L’expertise sera menée dans le respect du contradictoire, chaque partie, lors de la transmission à l’expert d’éléments utiles, veillant, sous peine d’inopposabilité des conclusions finales, à transmettre copie de ces éléments aux autres parties.
L’expert, avant dépôt de ses conclusions finales, veillera à la transmission à chaque partie d’un avis qualifié de provisoire permettant ainsi à celles-ci, dans le délai de vingt jours qui suit sa réception, de faire part de leurs dernières observations.
Les frais d’une telle expertise, sans aucune reconnaissance préjudiciable, seront avancés par l’Association des Copropriétaires, pour compte de qui il appartiendra ».
Ainsi, le syndic, en travaillant de la sorte, joue son rôle jusqu’à détermination de l’origine du sinistre.
La clause reprise au point 8 (frais d’une telle expertise à charge de l’Association des Copropriétaires) nous apparaît légitime.
Pour ne pas tergiverser dans les discussions sur le support de ces frais, au nom de l’intérêt collectif, cette avance (avec récupération éventuelle à charge du responsable et/ou remboursement par l’assurance) doit permettre d’agir rapidement.
Il est important que le syndic veille à tenir au courant l’assurance de la Copropriété sur les démarches entreprises.
Il est déterminant, dans le chef de chaque partie, de veiller à dénoncer le sinistre à sa compagnie d’assurance préalablement à l’expertise et à lui faire part de l’approche ainsi suggérée justifiée par le souci d’une avancée rapide dans la résolution du problème.
Si la couverture contractuelle de l’assurance est acquise, il importe que les compagnies ne puissent objecter une absence de dénonciation du sinistre et une approche pragmatique à laquelle ils peuvent participer.
Rien n’empêche d’ailleurs qu’ils suggèrent eux-mêmes le nom de l’expert ou qu’ils délèguent aussi leur expert.
Leur participation ou un feu vert de leur part sur une telle approche ne leur permettrait pas de contester les conclusions consécutives à l’expertise.
Quelles seraient les assurances à prévenir ?

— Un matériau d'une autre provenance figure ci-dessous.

//! Example: Telling the outcomes of a wait apart.
//!
//! Validation errors come back as `Err`. Everything that happens after the
//! first network call (a match, a timeout, an unreachable service) comes back
//! as a `WaitResult`.
//!
//! # Usage
//!
//! ```bash
//! cargo run --example error_handling
//! ```

use std::time::Duration;
use webhook_sync::{ClientConfig, Error, ErrorCategory, WaitOptions, WaitResult, WebhookClient};

/// Describes an error the way an operator would want to read it.
fn explain(error: &Error) {
    println!("  Error: {error}");
    println!("  Category: {}", error.category());
    println!("  Retryable: {}", error.is_retryable());

    match error.category() {
        ErrorCategory::Validation => println!("  -> fix the input, retrying will not help"),
        ErrorCategory::Configuration => println!("  -> fix the client configuration"),
        ErrorCategory::Network | ErrorCategory::Timeout => {
            println!("  -> the service could not be reached, try again later");
        }
        ErrorCategory::Http => match error.status() {
            Some(404) => println!("  -> the token does not exist (or expired)"),
            Some(429) => println!("  -> rate limited, slow down polling"),
            Some(status) => println!("  -> service answered {status}"),
            None => {}
        },
        ErrorCategory::Decode | ErrorCategory::Parse => {
            println!("  -> the service sent something unexpected");
        }
    }
}

#[tokio::main]
async fn main() {
    println!("webhook-sync - Error Handling Example\n");
    println!("=====================================\n");

    // Configuration errors are NOT retryable
    println!("Plain http to a public host:");
    if let Err(e) = ClientConfig::builder().base_url("http://webhook.site").build() {
        explain(&e);
    }

    let client = match WebhookClient::from_env() {
        Ok(client) => client,
        Err(e) => {
            eprintln!("Configuration error: {e}");
            std::process::exit(1);
        }
    };

    // Validation happens before any network call
    println!("\nMalformed token:");
    if let Err(e) = client
        .wait_for_request("not-a-uuid", WaitOptions::new(Duration::from_secs(5)))
        .await
    {
        explain(&e);
    }

    println!("\nTimeout outside 1s..=600s:");
    if let Err(e) = client
        .wait_for_request(
            "550e8400-e29b-41d4-a716-446655440000",
            WaitOptions::new(Duration::from_secs(3600)),
        )
        .await
    {
        explain(&e);
    }

    // A token nobody created: the service answers 404 on every poll
    println!("\nUnknown token:");
    match client
        .wait_for_request(
            "550e8400-e29b-41d4-a716-446655440000",
            WaitOptions::new(Duration::from_secs(5)),
        )
        .await
    {
        Ok(WaitResult::TransportError { error, elapsed }) => {
            println!("  Gave up after {elapsed:.1?}");
            explain(&error);
        }
        Ok(WaitResult::TimedOut { elapsed }) => println!("  Nothing arrived within {elapsed:.1?}"),
        Ok(WaitResult::Matched { item, .. }) => println!("  Unexpected match: {}", item.id),
        Err(e) => explain(&e),
    }

    println!("\nDone!");
}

Celle de l’Association des Copropriétaires, celle du propriétaire sinistré pour les éventuels dommages intérieurs
S’il y a des assurances « Protection Juridique » distinctes, il serait sage de les tenir informées au cas où un blocage survient et si un débat judiciaire doit intervenir.
Conclusions
L’exemple ci-dessus présenté d’infiltration avec une cause préalablement non cernée et la suggestion d’une convention pour une avancée utile, vise à montrer que si le syndic est et doit être absent dans le litige entre copropriétaires, il n’en reste pas moins que, dans de nombreux cas, il ne peut rester en dehors du débat.
Il sera à cet effet rappelé l’article 3.89 §5 de la loi lui imposant comme mission « d’accomplir tous actes conservatoires et tous actes d’administration provisoire ».
Nous pouvons considérer que, lorsqu’il n’est pas démontré l’origine certaine d’un sinistre, le syndic, lorsqu’il se montre actif, par la mise sur pied d’une telle convention, pose un acte conservatoire.
Et un tel acte, vu l’urgence consécutive à la crainte d’un dommage ne cessant de s’accroître, ne requiert pas l’approbation préalable de l’Assemblée Générale.
Devoir réunir une Assemblée Générale pour permettre au syndic d’avoir le feu vert de celle-ci avant d’être partie dans une convention ci-avant suggérée, n’est donc pas requis.
Syndics, prenez donc rapidement, dans des cas semblables, vos responsabilités.